Хорошо хоть, что литературный и коммерческий провал для Чехова был смягчен успешной сдачей последних экзаменов на медицинском факультете. Страшно гордый своим социальным восхождением, он писал Лейкину 25 июня 1884 года: «Живу теперь в Новом Иерусалиме… Живу с апломбом, так как ощущаю в своем кармане лекарский паспорт…» И подписался: «…лекарь и уездный врач А. Чехов».[60]
Тем летом он снова приехал в Чикинскую больницу поблизости от Воскресенска, но уже в качестве врача. Первые гонорары показались ему неслыханными: пять рублей за безуспешное лечение зуба одной барышни, рубль за исцеление монаха от дизентерии и три рубля за то, что справился с капризным желудком жившей в тех местах на даче московской актрисы. В восторге от успешного начала своей новой карьеры, Чехов сгреб все эти рубли и отправился в трактир, где накупил на них водки, пива и – как написал он Лейкину – прочих лекарств.
Неподалеку от Воскресенска произошло убийство – Чехов добился разрешения присутствовать на вскрытии трупа. Вскрытие делалось в поле, на проселочной дороге, в тени молодого дуба. «Труп в красной рубахе, новых портах, прикрыт простыней… На простыне полотенце с образком. Требуем у десятского[61] воды… Вода есть – пруд под боком, но никто не дает ведра: запоганим».[62] Эта сцена подсказала Чехову сюжет рассказа «Мертвое тело», главные герои которого – не жертва и не убийца, а два крестьянина, которым поручено ночью в лесу стеречь тело.
Когда заведующий звенигородской больницей взял двухнедельный отпуск, Чехов вызвался его заменить. Для молодого и неопытного врача это был смелый поступок.
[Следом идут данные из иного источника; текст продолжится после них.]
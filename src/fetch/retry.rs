//! Retry/back-off policy (spec.md §4.3): exponential back-off with
//! jitter for 408/429/5xx and connection errors, capped attempts, and a
//! 429-triggered cooldown flag surfaced to the scheduler.

use std::time::Duration;

use rand::Rng;

use crate::error::FetchError;
use crate::utils::{DEFAULT_MAX_RETRIES, RETRY_BASE_DELAY_SECS, RETRY_CAP_SECS, RETRY_FACTOR};

/// `base(1s) * factor(2)^attempt`, capped at 60s, with up to ±20% jitter
/// to avoid synchronized retries across concurrent sessions.
#[must_use]
pub fn backoff_delay(attempt: u32) -> Duration {
    let raw = RETRY_BASE_DELAY_SECS * RETRY_FACTOR.powi(attempt as i32);
    let capped = raw.min(RETRY_CAP_SECS);
    let jitter = capped * 0.2;
    let jittered = capped + rand::rng().random_range(-jitter..=jitter);
    Duration::from_secs_f64(jittered.max(0.0))
}

/// Drive `attempt_fetch` through the retry policy. Returns the first
/// success, or the last error once retries are exhausted or the error is
/// not retryable.
pub async fn with_retry<F, Fut>(mut attempt_fetch: F) -> (Result<crate::fetch::RawResponse, FetchError>, u32)
where
    F: FnMut(u32) -> Fut,
    Fut: std::future::Future<Output = Result<crate::fetch::RawResponse, FetchError>>,
{
    let mut attempt = 0;
    loop {
        let result = attempt_fetch(attempt).await;
        match &result {
            Ok(_) => return (result, attempt),
            Err(err) if err.is_retryable() && attempt < DEFAULT_MAX_RETRIES => {
                let delay = backoff_delay(attempt);
                tokio::time::sleep(delay).await;
                attempt += 1;
            }
            Err(_) => return (result, attempt),
        }
    }
}

#[cfg(test)]
mod tests {
    use super::*;

    #[test]
    fn backoff_is_capped() {
        for attempt in 0..10 {
            let delay = backoff_delay(attempt);
            assert!(delay <= Duration::from_secs_f64(RETRY_CAP_SECS * 1.2));
        }
    }

    #[test]
    fn backoff_grows_with_attempt() {
        let first = backoff_delay(0).as_secs_f64();
        let third = backoff_delay(3).as_secs_f64();
        assert!(third > first);
    }
}
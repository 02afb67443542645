//! Gzip compression helpers for page records (spec.md §4.5's
//! `page_NNN.json.gz`). Grounded on the teacher's
//! `content_saver::compression::save_compressed_file`: compress large
//! bodies off the async runtime via `spawn_blocking`, write through a
//! `tempfile::NamedTempFile` in the same directory, and `persist` for an
//! atomic rename.

use std::io::{Read, Write};
use std::path::Path;

use flate2::read::GzDecoder;
use flate2::write::GzEncoder;
use flate2::Compression;
use tempfile::NamedTempFile;

use crate::error::CacheIoError;
use crate::utils::DEFAULT_COMPRESSION_THRESHOLD_BYTES;

/// Write `bytes` to `path` atomically (temp file + rename). If
/// `compress` is set, `path` is suffixed with `.gz` and the content is
/// gzipped, offloaded to a blocking thread when it exceeds
/// [`DEFAULT_COMPRESSION_THRESHOLD_BYTES`].
pub async fn write_atomic(
    bytes: Vec<u8>,
    path: &Path,
    compress: bool,
    level: u8,
) -> Result<std::path::PathBuf, CacheIoError> {
    let parent = path.parent().ok_or_else(|| CacheIoError::Write {
        path: path.to_path_buf(),
        source: std::io::Error::new(std::io::ErrorKind::InvalidInput, "path has no parent"),
    })?;
    std::fs::create_dir_all(parent).map_err(|source| CacheIoError::Write {
        path: parent.to_path_buf(),
        source,
    })?;

    let final_path = if compress {
        path.with_extension(format!(
            "{}.gz",
            path.extension().and_then(|e| e.to_str()).unwrap_or("json")
        ))
    } else {
        path.to_path_buf()
    };

    let parent = parent.to_path_buf();
    let target = final_path.clone();
    let large = bytes.len() > DEFAULT_COMPRESSION_THRESHOLD_BYTES;

    let write = move || -> std::io::Result<()> {
        let mut temp = NamedTempFile::new_in(&parent)?;
        if compress {
            let mut encoder = GzEncoder::new(&mut temp, Compression::new(u32::from(level)));
            encoder.write_all(&bytes)?;
            encoder.finish()?;
        } else {
            temp.write_all(&bytes)?;
        }
        temp.as_file().sync_all()?;
        temp.persist(&target).map_err(|e| e.error)?;
        Ok(())
    };

    let result = if large {
        tokio::task::spawn_blocking(write)
            .await
            .map_err(|e| CacheIoError::Write {
                path: final_path.clone(),
                source: std::io::Error::other(e.to_string()),
            })?
    } else {
        write()
    };

    result.map_err(|source| CacheIoError::Write {
        path: final_path.clone(),
        source,
    })?;

    Ok(final_path)
}

/// Read and, if the path ends in `.gz`, transparently decompress a
/// cache-resident file.
pub fn read_maybe_compressed(path: &Path) -> Result<Vec<u8>, CacheIoError> {
    let raw = std::fs::read(path).map_err(|source| CacheIoError::Read {
        path: path.to_path_buf(),
        source,
    })?;

    if path.extension().and_then(|e| e.to_str()) == Some("gz") {
        let mut decoder = GzDecoder::new(raw.as_slice());
        let mut out = Vec::new();
        decoder
            .read_to_end(&mut out)
            .map_err(|source| CacheIoError::Read {
                path: path.to_path_buf(),
                source,
            })?;
        Ok(out)
    } else {
        Ok(raw)
    }
}
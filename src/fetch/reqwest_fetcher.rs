//! Default [`FetchCapability`] implementation: a shared `reqwest` client
//! with a cookie jar, bounded redirects, and the configured user-agent
//! header (spec.md §4.3's transport requirements).

use std::time::Duration;

use async_trait::async_trait;
use reqwest::redirect::Policy;

use crate::error::{FetchError, HttpError, NetworkError};
use crate::utils::MAX_REDIRECTS;

use super::{FetchCapability, RawResponse};

pub struct ReqwestFetcher {
    client: reqwest::Client,
}

impl ReqwestFetcher {
    /// Build a client with a cookie jar and the redirect limit spec.md
    /// §4.3 specifies. `HTTP_PROXY` is honored natively by `reqwest` from
    /// the environment; no further env lookup happens here or deeper in
    /// the call stack.
    pub fn new(user_agent: &str) -> Result<Self, FetchError> {
        let client = reqwest::Client::builder()
            .cookie_store(true)
            .redirect(Policy::limited(MAX_REDIRECTS))
            .user_agent(user_agent.to_string())
            .build()
            .map_err(|e| FetchError::Network(NetworkError::Connect(e.to_string())))?;
        Ok(Self { client })
    }

    #[must_use]
    pub fn client(&self) -> &reqwest::Client {
        &self.client
    }
}

#[async_trait]
impl FetchCapability for ReqwestFetcher {
    async fn fetch(&self, url: &str, timeout: Duration) -> Result<RawResponse, FetchError> {
        let response = self
            .client
            .get(url)
            .timeout(timeout)
            .send()
            .await
            .map_err(|e| {
                if e.is_timeout() {
                    FetchError::Network(NetworkError::Timeout(timeout))
                } else if e.is_connect() {
                    FetchError::Network(NetworkError::Connect(e.to_string()))
                } else {
                    FetchError::Network(NetworkError::Connect(e.to_string()))
                }
            })?;

        let status = response.status().as_u16();
        let final_url = response.url().to_string();
        let headers = response
            .headers()
            .iter()
            .filter_map(|(k, v)| v.to_str().ok().map(|v| (k.to_string(), v.to_string())))
            .collect();

        if !response.status().is_success() {
            // Still read the body for diagnostic purposes where possible,
            // but the caller decides retry behavior from `status`.
            return Err(FetchError::Http(HttpError { status }));
        }

        let body = response
            .bytes()
            .await
            .map_err(|e| FetchError::Network(NetworkError::Connect(e.to_string())))?
            .to_vec();

        Ok(RawResponse {
            status,
            final_url,
            headers,
            body,
        })
    }
}
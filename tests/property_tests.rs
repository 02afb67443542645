//! Generative property tests for the ten universal invariants (spec.md §8):
//! at-most-once scraping, count consistency, scope closure, depth bound,
//! page cap, polite pacing, resume idempotence, doctor repair convergence,
//! chunk partition soundness, and Markdown round-trip. Admission and the
//! Scope Guard are kept pure exactly so these are straightforward to write
//! (spec.md §9).

use std::collections::{HashMap, HashSet};

use chrono::Utc;
use proptest::prelude::*;

use sitecache::admission::{self, AdmissionState};
use sitecache::assembler::chunker::{self, OutputFormat};
use sitecache::assembler::html_to_markdown;
use sitecache::cache::session::SessionWriter;
use sitecache::cache::{doctor, load_session};
use sitecache::config::{
    ArchiveConfig, CacheConfig, ChunkingConfig, HumanBehaviorConfig, PathScopingConfig,
    SizeEstimation,
};
use sitecache::fetch::{FatigueState, Scheduler};
use sitecache::robots::RobotsCache;
use sitecache::scope;
use sitecache::types::{
    AdmissionDecision, FrontierEntry, PageMetadata, PageRecord, RejectReason, SeedContext,
};
use sitecache::utils::canonicalize;

fn seed(start_path: &str) -> SeedContext {
    let mut hosts = HashSet::new();
    hosts.insert("example.com".to_string());
    SeedContext {
        base_url: format!("https://example.com{start_path}"),
        allowed_hosts: hosts,
        start_path: start_path.to_string(),
        config_digest: "deadbeef".to_string(),
    }
}

fn permissive_config() -> ArchiveConfig {
    ArchiveConfig::builder()
        .storage_dir("/tmp/sitecache-proptest")
        .start_url("https://example.com/")
        .respect_robots(false)
        .max_pages(1_000_000)
        .max_depth(1_000_000)
        .path_scoping(PathScopingConfig {
            enabled: false,
            allow_parent_levels: 0,
            allow_homepage: true,
            allow_siblings: false,
            allow_navigation: sitecache::config::AllowNavigation::All,
        })
        .build()
        .unwrap()
}
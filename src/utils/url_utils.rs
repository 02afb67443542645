//! URL canonicalization and validation utilities.
//!
//! Canonicalization rules here implement spec.md §4.1's "Fragment and query
//! canonicalization" step: fragments are stripped, tracking query keys are
//! removed, remaining query pairs are sorted lexicographically, and the
//! path's trailing slash is normalized. The Scope Guard and Admission both
//! operate on the canonical form.

use url::Url;

/// Strip the fragment, remove tracking query keys, sort the remaining
/// query lexicographically, and normalize the trailing slash.
///
/// Returns `None` if `url` does not parse. `tracking_keys` is
/// case-sensitive, matching the configured key set.
#[must_use]
pub fn canonicalize(url: &str, tracking_keys: &[String]) -> Option<Url> {
    let mut parsed = Url::parse(url).ok()?;
    parsed.set_fragment(None);

    let mut pairs: Vec<(String, String)> = parsed
        .query_pairs()
        .filter(|(k, _)| !tracking_keys.iter().any(|t| t == k.as_ref()))
        .map(|(k, v)| (k.into_owned(), v.into_owned()))
        .collect();
    pairs.sort_by(|a, b| a.0.cmp(&b.0).then_with(|| a.1.cmp(&b.1)));

    if pairs.is_empty() {
        parsed.set_query(None);
    } else {
        let query = pairs
            .iter()
            .map(|(k, v)| format!("{}={}", urlencoding::encode(k), urlencoding::encode(v)))
            .collect::<Vec<_>>()
            .join("&");
        parsed.set_query(Some(&query));
    }

    normalize_trailing_slash(&mut parsed);
    Some(parsed)
}

/// Collapse a path ending in `/index.html`/`/index.htm` or carrying a
/// redundant trailing slash on a non-root path down to one canonical form:
/// keep a single trailing slash for directory-like paths, none otherwise.
fn normalize_trailing_slash(url: &mut Url) {
    let path = url.path().to_string();
    if path.len() > 1 && path.ends_with('/') {
        let trimmed = path.trim_end_matches('/');
        if !trimmed.is_empty() {
            url.set_path(trimmed);
        }
    }
}

/// Resolve `href` against `base`, returning `None` for unresolvable or
/// non-http(s) targets.
#[must_use]
pub fn resolve(base: &Url, href: &str) -> Option<Url> {
    let joined = base.join(href).ok()?;
    matches!(joined.scheme(), "http" | "https").then_some(joined)
}
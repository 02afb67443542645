//! HTML→Markdown conversion (spec.md §6's authoritative table), built on
//! the external `htmd` crate. Grounded on the teacher's
//! `content_saver::markdown_converter::custom_handlers::create_converter`:
//! headings and paragraphs get explicit blank-line handlers so adjacent
//! blocks never concatenate, and links fall back to extracted text when
//! the anchor has no href worth keeping. htmd's built-in defaults cover
//! the rest of the table (`strong`/`b`, `em`/`i`, `img`, `ul`/`ol`/`li`,
//! `code`, `pre`, `blockquote`, `hr`) without any custom handler.

use htmd::{
    element_handler::{HandlerResult, Handlers},
    Element, HtmlToMarkdown,
};
use markup5ever_rcdom::NodeData;

fn build_converter() -> HtmlToMarkdown {
    HtmlToMarkdown::builder()
        .add_handler(vec!["p"], paragraph_handler)
        .add_handler(
            vec!["h1", "h2", "h3", "h4", "h5", "h6"],
            heading_handler,
        )
        .add_handler(vec!["a"], link_handler)
        .build()
}

fn paragraph_handler(handlers: &dyn Handlers, element: Element) -> Option<HandlerResult> {
    let result = handlers.walk_children(element.node);
    let content = result.content.trim();
    if content.is_empty() {
        return None;
    }
    Some(HandlerResult::from(format!("\n\n{content}\n\n")))
}

fn heading_handler(handlers: &dyn Handlers, element: Element) -> Option<HandlerResult> {
    let level = match &element.node.data {
        NodeData::Element { name, .. } => match &*name.local {
            "h1" => 1,
            "h2" => 2,
            "h3" => 3,
            "h4" => 4,
            "h5" => 5,
            "h6" => 6,
            _ => return None,
        },
        _ => return None,
    };

    let result = handlers.walk_children(element.node);
    let content = result.content.trim();
    if content.is_empty() {
        return None;
    }
    let prefix = "#".repeat(level);
    Some(HandlerResult::from(format!("\n\n{prefix} {content}\n\n")))
}

fn link_handler(handlers: &dyn Handlers, element: Element) -> Option<HandlerResult> {
    let href = element
        .attrs
        .iter()
        .find(|(name, _)| name.local.as_ref() == "href")
        .map(|(_, value)| value.as_ref());

    let result = handlers.walk_children(element.node);
    let text = result.content.trim();

    match href {
        None | Some("") | Some("#") => Some(HandlerResult::from(text.to_string())),
        Some(href) => Some(HandlerResult::from(format!("[{text}]({href})"))),
    }
}

/// Convert one PageRecord's sanitized main-content HTML fragment to
/// Markdown. Falls back to the raw input on conversion failure, which
/// `htmd` only returns for malformed UTF-8 input we've already decoded.
#[must_use]
pub fn convert(html: &str) -> String {
    build_converter()
        .convert(html)
        .unwrap_or_else(|_| html.to_string())
}

#[cfg(test)]
mod tests {
    use super::*;

    #[test]
    fn converts_headings_and_paragraphs() {
        let html = "<h1>Title</h1><p>Body text.</p>";
        let md = convert(html);
        assert!(md.contains("# Title"));
        assert!(md.contains("Body text."));
    }

    #[test]
    fn converts_links_with_fallback_for_empty_href() {
        let html = r#"<a href="https://example.com/page">click here</a><a href="#">skip me</a>"#;
        let md = convert(html);
        assert!(md.contains("[click here](https://example.com/page)"));
        assert!(md.contains("skip me"));
        assert!(!md.contains("[skip me]"));
    }

    #[test]
    fn converts_lists_and_emphasis_via_defaults() {
        let html = "<ul><li>one</li><li>two</li></ul><p><strong>bold</strong> and <em>italic</em></p>";
        let md = convert(html);
        assert!(md.contains("- one"));
        assert!(md.contains("- two"));
        assert!(md.contains("**bold**"));
        assert!(md.contains("*italic*"));
    }
}
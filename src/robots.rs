//! robots.txt cache (spec.md §4.2): fetched lazily per host on first
//! admission attempt, cached with a 24-hour TTL. Fetch failures are
//! treated as permissive but logged, matching spec.md's explicit
//! fail-open policy.

use chrono::{DateTime, Utc};
use dashmap::DashMap;
use robotstxt::DefaultMatcher;

use crate::utils::ROBOTS_CACHE_TTL_HOURS;

struct CachedRobots {
    body: Option<String>,
    fetched_at: DateTime<Utc>,
}

/// Per-host robots.txt cache, owned by the Fetcher (spec.md §3's
/// ownership table assigns the robots cache to the Fetcher alongside the
/// rate-limit adaptation state).
pub struct RobotsCache {
    entries: DashMap<String, CachedRobots>,
    client: reqwest::Client,
}

impl RobotsCache {
    #[must_use]
    pub fn new(client: reqwest::Client) -> Self {
        Self {
            entries: DashMap::new(),
            client,
        }
    }

    /// `true` if `url` is allowed for `user_agent` under the cached (or
    /// freshly fetched) robots.txt for its host. Permissive on any fetch
    /// or parse failure.
    pub async fn is_allowed(&self, url: &str, user_agent: &str) -> bool {
        let Ok(parsed) = url::Url::parse(url) else {
            return true;
        };
        let Some(host) = parsed.host_str() else {
            return true;
        };
        let host = host.to_string();

        let needs_fetch = match self.entries.get(&host) {
            Some(entry) => {
                Utc::now().signed_duration_since(entry.fetched_at).num_hours()
                    >= ROBOTS_CACHE_TTL_HOURS
            }
            None => true,
        };

        if needs_fetch {
            let body = self.fetch_robots_txt(&parsed).await;
            self.entries.insert(
                host.clone(),
                CachedRobots {
                    body,
                    fetched_at: Utc::now(),
                },
            );
        }

        match self.entries.get(&host) {
            Some(entry) => match &entry.body {
                Some(body) => {
                    let mut matcher = DefaultMatcher::default();
                    matcher.one_agent_allowed_by_robots(body, user_agent, url)
                }
                None => true,
            },
            None => true,
        }
    }

    async fn fetch_robots_txt(&self, url: &url::Url) -> Option<String> {
        let robots_url = format!(
            "{}://{}/robots.txt",
            url.scheme(),
            url.host_str().unwrap_or_default()
        );
        match self.client.get(&robots_url).send().await {
            Ok(resp) if resp.status().is_success() => resp.text().await.ok(),
            Ok(resp) => {
                tracing::debug!(url = %robots_url, status = %resp.status(), "robots.txt not available");
                None
            }
            Err(err) => {
                tracing::warn!(url = %robots_url, error = %err, "robots.txt fetch failed, treating as permissive");
                None
            }
        }
    }
}
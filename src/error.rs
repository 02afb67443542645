//! Typed error hierarchy for the archive engine.
//!
//! Each subsystem gets its own `thiserror` enum; `ArchiveError` composes
//! them via `#[from]` so the orchestrator can propagate any subsystem's
//! failure with `?` while still matching on `kind()` where behavior
//! differs (retryable vs. fatal vs. silently-counted).

use std::path::PathBuf;
use thiserror::Error;

/// Transport-level failures from the polite fetcher.
#[derive(Debug, Error)]
pub enum NetworkError {
    #[error("connection failed: {0}")]
    Connect(String),
    #[error("request timed out after {0:?}")]
    Timeout(std::time::Duration),
    #[error("TLS error: {0}")]
    Tls(String),
}

/// Non-2xx HTTP responses. Only 408/429/5xx are retryable; see
/// `FetchError::is_retryable`.
#[derive(Debug, Error)]
#[error("HTTP {status}")]
pub struct HttpError {
    pub status: u16,
}

/// robots.txt permanently denies a URL for the configured user-agent.
#[derive(Debug, Error)]
#[error("robots.txt disallows {url}")]
pub struct RobotsDenied {
    pub url: String,
}

/// Scope Guard rejection. Never logged above debug: this is expected,
/// high-volume traffic for any real crawl.
#[derive(Debug, Error)]
#[error("{url} rejected by scope guard: {reason}")]
pub struct ScopeRejected {
    pub url: String,
    pub reason: String,
}

/// Extractor failure. Never fatal — the orchestrator persists a stub
/// PageRecord with a `parse-error` flag and continues.
#[derive(Debug, Error)]
#[error("failed to parse content at {url}: {source}")]
pub struct ParseError {
    pub url: String,
    #[source]
    pub source: Box<dyn std::error::Error + Send + Sync>,
}

/// Disk I/O failure in the session cache. Fatal to the session.
#[derive(Debug, Error)]
pub enum CacheIoError {
    #[error("failed to read {path}: {source}")]
    Read {
        path: PathBuf,
        #[source]
        source: std::io::Error,
    },
    #[error("failed to write {path}: {source}")]
    Write {
        path: PathBuf,
        #[source]
        source: std::io::Error,
    },
    #[error("failed to serialize record for session {session_id}: {source}")]
    Serialize {
        session_id: String,
        #[source]
        source: serde_json::Error,
    },
    #[error("failed to deserialize {path}: {source}")]
    Deserialize {
        path: PathBuf,
        #[source]
        source: serde_json::Error,
    },
    #[error("session {0} not found")]
    SessionNotFound(String),
}

/// Output-generator sub-failure on a single section. Degrades per the
/// assembler's three-level fallback chain rather than aborting the run.
#[derive(Debug, Error)]
pub enum RenderError {
    #[error("no PDF renderer is configured")]
    Unavailable,
    #[error("renderer failed for section {index}: {message}")]
    SectionFailed { index: usize, message: String },
    #[error("markdown conversion failed: {0}")]
    MarkdownConversion(String),
}

/// Fetch-layer error, covering both transport failures and HTTP status
/// outcomes, with enough information for the retry policy to decide.
#[derive(Debug, Error)]
pub enum FetchError {
    #[error(transparent)]
    Network(#[from] NetworkError),
    #[error(transparent)]
    Http(#[from] HttpError),
    #[error(transparent)]
    Robots(#[from] RobotsDenied),
    #[error("request cancelled")]
    Cancelled,
}

impl FetchError {
    /// Per spec.md §4.3: 408/429/5xx and connection errors are retryable;
    /// other 4xx and robots denials are not.
    #[must_use]
    pub fn is_retryable(&self) -> bool {
        match self {
            FetchError::Network(_) => true,
            FetchError::Http(HttpError { status }) => {
                *status == 408 || *status == 429 || *status >= 500
            }
            FetchError::Robots(_) | FetchError::Cancelled => false,
        }
    }

    /// True for a 429 response specifically, which additionally triggers
    /// the host-level cooldown flag.
    #[must_use]
    pub fn is_rate_limited(&self) -> bool {
        matches!(self, FetchError::Http(HttpError { status: 429 }))
    }
}

/// Top-level error returned by orchestrator-facing entry points.
#[derive(Debug, Error)]
pub enum ArchiveError {
    #[error(transparent)]
    Network(#[from] NetworkError),
    #[error(transparent)]
    Http(#[from] HttpError),
    #[error(transparent)]
    Robots(#[from] RobotsDenied),
    #[error(transparent)]
    Scope(#[from] ScopeRejected),
    #[error(transparent)]
    Parse(#[from] ParseError),
    #[error(transparent)]
    CacheIo(#[from] CacheIoError),
    #[error(transparent)]
    Render(#[from] RenderError),
    #[error(transparent)]
    Fetch(#[from] FetchError),
    #[error("crawl cancelled")]
    Cancelled,
    #[error("invalid configuration: {0}")]
    Config(String),
}

pub type Result<T> = std::result::Result<T, ArchiveError>;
И в самом деле, первая же несложная операция, которую пришлось делать ребенку, чуть было не обернулась трагедией. Маленький больной так отчаянно дергался и вопил, что Чехов, не выдержав, вызвал на подмогу коллегу из Чикинской больницы, и тот с легкостью провел операцию вместо него. В остальном же работа в больнице была до омерзения монотонной. Каждый день приходилось осматривать от тридцати до сорока больных. Гнойные раны, поносы, катары, глисты, а вдобавок к этим физическим немощам – грязь, невежество и пьянство крестьян. Где он, воспетый Толстым мужик с простым и вдохновенным сердцем, обладатель глубочайшей земной мудрости? Между двумя больными Чехов смотрел из окна своего кабинета на «нехороший, безостановочный» дождь, без устали поливавший дом исправника. Стараясь отвлечься от провинциального убожества и прозябания, он обдумывал грандиозный проект: так хотелось написать историю российской медицины! Это сочинение, задуманное как диссертация, позволило бы ему, как он думал, создать себе имя в научных кругах. Правда, прочитав около сотни книг «по теме» и сделав из них выписки, он охладел к работе, в которой ему не пригодились бы ни воображение, ни тонкость чувств.
Проживая в Воскресенске, Антон не ощущал себя более счастливым, чем был в Звенигороде. Погода окончательно испортилась, став, по его собственному выражению, «дифтерийной». Третьего сентября 1884 года он вернулся в Москву и тут же заказал себе на дверь медную табличку с выгравированной на ней надписью: «Доктор А.П. Чехов». В этом городе, который он все больше любил и которому, по его собственным словам, принадлежал навсегда, Чехов снова попал в водоворот газетной работы и врачебных консультаций. Подсчитывая доходы, он приходил к выводу, что медицина – более надежный способ добывания денег, чем писательское ремесло, потому что вернее прокормит его самого и его семью. Через полтора месяца после того, как перебрался в Москву, он писал брату Ивану в Воскресенск, как хотел бы, чтобы и тот нашел себе место в Москве: их совместные доходы позволили бы им жить «как боги». Антон зарабатывал неплохо, но денег у него едва хватало на еду, и у него не было угла, где бы он мог сесть и работать. С Николаем он жить не мог, и не потому, что сам не хотел, а потому, что тот отказывался. А пока, жаловался Антон брату, у него нет ни копейки и он ждет с замиранием сердца первого числа, когда из Петербурга должны прислать шестьдесят рублей, хотя и знает, что этих денег хватит ненадолго. Никуда не ходит, сидит дома и работает.